What you hear is the one quality that distinguishes great records from so-so records: total commitment. On Cosmic Thing, The B-52’s held nothing back, and the energy in their performances makes you want to join in, sing along and shake your cosmic thang. After the failed Byrne experiment and the tragic loss of Ricky Wilson, The B-52’s had to find themselves again, and as was true for dear Dorothy, there was no place like home. Fred Schneider observed:

When we started writing for that album, we realized that a lot of the songs seemed to hark back to our roots, the time spent in Athens. It was a way to reassert who we were and why we got together in the first place.

And they reasserted themselves with a vengeance.
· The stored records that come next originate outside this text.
//! # Validation Module
//!
//! Input validation for the checkout form.
//!
//! The cart and wishlist need no validation (their operations are total);
//! these checks run once, when an order is submitted, before the simulated
//! payment step.
//!
//! ## Usage
//! ```rust
//! use hearth_core::validation::{validate_required, validate_email};
//!
//! validate_required("city", "Lilongwe").unwrap();
//! validate_email("jane@example.com").unwrap();
//! ```

use crate::error::ValidationError;

/// Result type for validation operations.
pub type ValidationResult<T> = Result<T, ValidationError>;

// =============================================================================
// String Validators
// =============================================================================

/// Validates that a required field is present.
///
/// ## Rules
/// - Must not be empty after trimming
/// - Must be at most 200 characters
pub fn validate_required(field: &str, value: &str) -> ValidationResult<()> {
    let value = value.trim();

    if value.is_empty() {
        return Err(ValidationError::Required {
            field: field.to_string(),
        });
    }

    if value.len() > 200 {
        return Err(ValidationError::TooLong {
            field: field.to_string(),
            max: 200,
        });
    }

    Ok(())
}

/// Validates an email address.
///
/// ## Rules
/// - Required
/// - Must contain exactly one `@` with a dot somewhere after it
///
/// This is a shape check for the checkout form, not RFC validation;
/// there is no mail delivery behind it.
pub fn validate_email(value: &str) -> ValidationResult<()> {
    validate_required("email", value)?;

    let value = value.trim();
    let mut parts = value.splitn(2, '@');
    let local = parts.next().unwrap_or("");
    let domain = parts.next().unwrap_or("");

    if local.is_empty() || domain.is_empty() || !domain.contains('.') || domain.contains('@') {
        return Err(ValidationError::InvalidFormat {
            field: "email".to_string(),
            reason: "must look like name@domain.tld".to_string(),
        });
    }

    Ok(())
}

// =============================================================================
// Numeric-String Validators
// =============================================================================

/// Validates a digit-only field such as a card or account number.
///
/// ## Rules
/// - Required
/// - After stripping spaces, every character must be a digit
/// - Digit count must fall within `[min_digits, max_digits]`
pub fn validate_digits(
    field: &str,
    value: &str,
    min_digits: usize,
    max_digits: usize,
) -> ValidationResult<()> {
    validate_required(field, value)?;

    let digits: String = value.chars().filter(|c| !c.is_whitespace()).collect();

    if !digits.chars().all(|c| c.is_ascii_digit()) {
        return Err(ValidationError::InvalidFormat {
            field: field.to_string(),
            reason: "must contain only digits".to_string(),
        });
    }

    if digits.len() < min_digits || digits.len() > max_digits {
        return Err(ValidationError::InvalidFormat {
            field: field.to_string(),
            reason: format!("must be {} to {} digits", min_digits, max_digits),
        });
    }

    Ok(())
}

/// Validates a card number (13 to 19 digits, spaces allowed).
pub fn validate_card_number(value: &str) -> ValidationResult<()> {
    validate_digits("card number", value, 13, 19)
}

// =============================================================================
// Unit Tests
// =============================================================================
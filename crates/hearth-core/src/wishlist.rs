//! # Wishlist
//!
//! A set of saved products for later purchase, keyed by product id.
//! There is no quantity concept; adding an already-saved product is a
//! no-op, so duplicates cannot exist.

use serde::{Deserialize, Serialize};
use ts_rs::TS;

use crate::types::Product;

/// The wishlist collection.
///
/// ## Invariant
/// Entries are unique by product id.
#[derive(Debug, Clone, Default, PartialEq, Serialize, Deserialize, TS)]
#[ts(export)]
pub struct Wishlist {
    /// Saved products, in the order they were added.
    pub items: Vec<Product>,
}

impl Wishlist {
    /// Creates a new empty wishlist.
    pub fn new() -> Self {
        Wishlist { items: Vec::new() }
    }

    /// Restores a wishlist from a persisted items snapshot.
    pub fn from_items(items: Vec<Product>) -> Self {
        Wishlist { items }
    }

    /// Saves a product. Idempotent: an already-present id is a no-op.
    pub fn add_item(&mut self, product: Product) {
        if self.contains(&product.id) {
            return;
        }
        self.items.push(product);
    }

    /// Removes the product with the given id. No-op if absent.
    pub fn remove_item(&mut self, product_id: &str) {
        self.items.retain(|p| p.id != product_id);
    }

    /// Membership test by product id.
    pub fn contains(&self, product_id: &str) -> bool {
        self.items.iter().any(|p| p.id == product_id)
    }

    /// Clears all saved products.
    pub fn clear(&mut self) {
        self.items.clear();
    }

    /// Returns the number of saved products.
    pub fn item_count(&self) -> usize {
        self.items.len()
    }

    /// Checks if the wishlist is empty.
    pub fn is_empty(&self) -> bool {
        self.items.is_empty()
    }
}

#[cfg(test)]
mod tests {
    use super::*;
    use crate::money::Money;

    fn test_product(id: &str) -> Product {
        Product {
            id: id.to_string(),
            name: format!("Product {}", id),
            price: Money::from_cents(999),
            sale_price: None,
            images: vec![format!("/assets/products/{}.jpg", id)],
            category: "Decor".to_string(),
            subcategory: None,
            description: String::new(),
            materials: Vec::new(),
            dimensions: None,
            care_instructions: None,
            rating: 4.0,
            review_count: 10,
            in_stock: true,
            colors: Vec::new(),
            style: None,
            is_featured: false,
            is_new: false,
            is_trending: false,
        }
    }

    #[test]
    fn test_add_is_idempotent() {
        let mut wishlist = Wishlist::new();
        wishlist.add_item(test_product("1"));
        wishlist.add_item(test_product("1"));

        assert_eq!(wishlist.item_count(), 1);
    }

    #[test]
    fn test_contains() {
        let mut wishlist = Wishlist::new();
        wishlist.add_item(test_product("1"));

        assert!(wishlist.contains("1"));
        assert!(!wishlist.contains("2"));
    }

    #[test]
    fn test_remove_and_remove_absent() {
        let mut wishlist = Wishlist::new();
        wishlist.add_item(test_product("1"));

        wishlist.remove_item("missing");
        assert_eq!(wishlist.item_count(), 1);

        wishlist.remove_item("1");
        assert!(wishlist.is_empty());
    }

    #[test]
    fn test_clear() {
        let mut wishlist = Wishlist::new();
        wishlist.add_item(test_product("1"));
        wishlist.add_item(test_product("2"));

        wishlist.clear();

        assert!(wishlist.is_empty());
    }

    #[test]
    fn test_preserves_insertion_order() {
        let mut wishlist = Wishlist::new();
        wishlist.add_item(test_product("3"));
        wishlist.add_item(test_product("1"));
        wishlist.add_item(test_product("2"));

        let ids: Vec<&str> = wishlist.items.iter().map(|p| p.id.as_str()).collect();
        assert_eq!(ids, ["3", "1", "2"]);
    }
}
The festivities get off to a roaring start with “Cosmic Thing.” After the shortest drum roll in history, Fred Schneider enters with a voice tinged in reverb, a megaphone like-effect that gives his vocal the quality of one of those shitty announcers on late-night TV commercials selling magical junk guaranteed to solve your non-existent problems for $19.99 C. O. D. It’s the perfect introduction to a delightfully wacky journey that pokes fun at the ridiculous notion that higher consciousness is a platonic, puritanical experience:

I was havin’ this out-of-body experience
Saw these cosmic beings
Everywhere I went up there, they were shakin’ their cosmic things

Of course they were! As superior beings, the aliens must have already figured out that the drive of the species to procreate can be channeled into the much more fulfilling, consciousness-raising experience of non-stop fucking, and we should all be grateful that The B-52’s were kind enough to share this vital knowledge with us! Here’s all we have to do to accelerate human evolution:

You better shake your . . . honey buns! Shake your honey buns!
Shake it till the butter melts, shake it till the butter melts
Shake that cosmic thing, shake that thing, shake it, ohhhh yeah!
Shake that thing all night long, shake it man you can’t go wrong
Don’t let it rest on the President’s desk, rock the house!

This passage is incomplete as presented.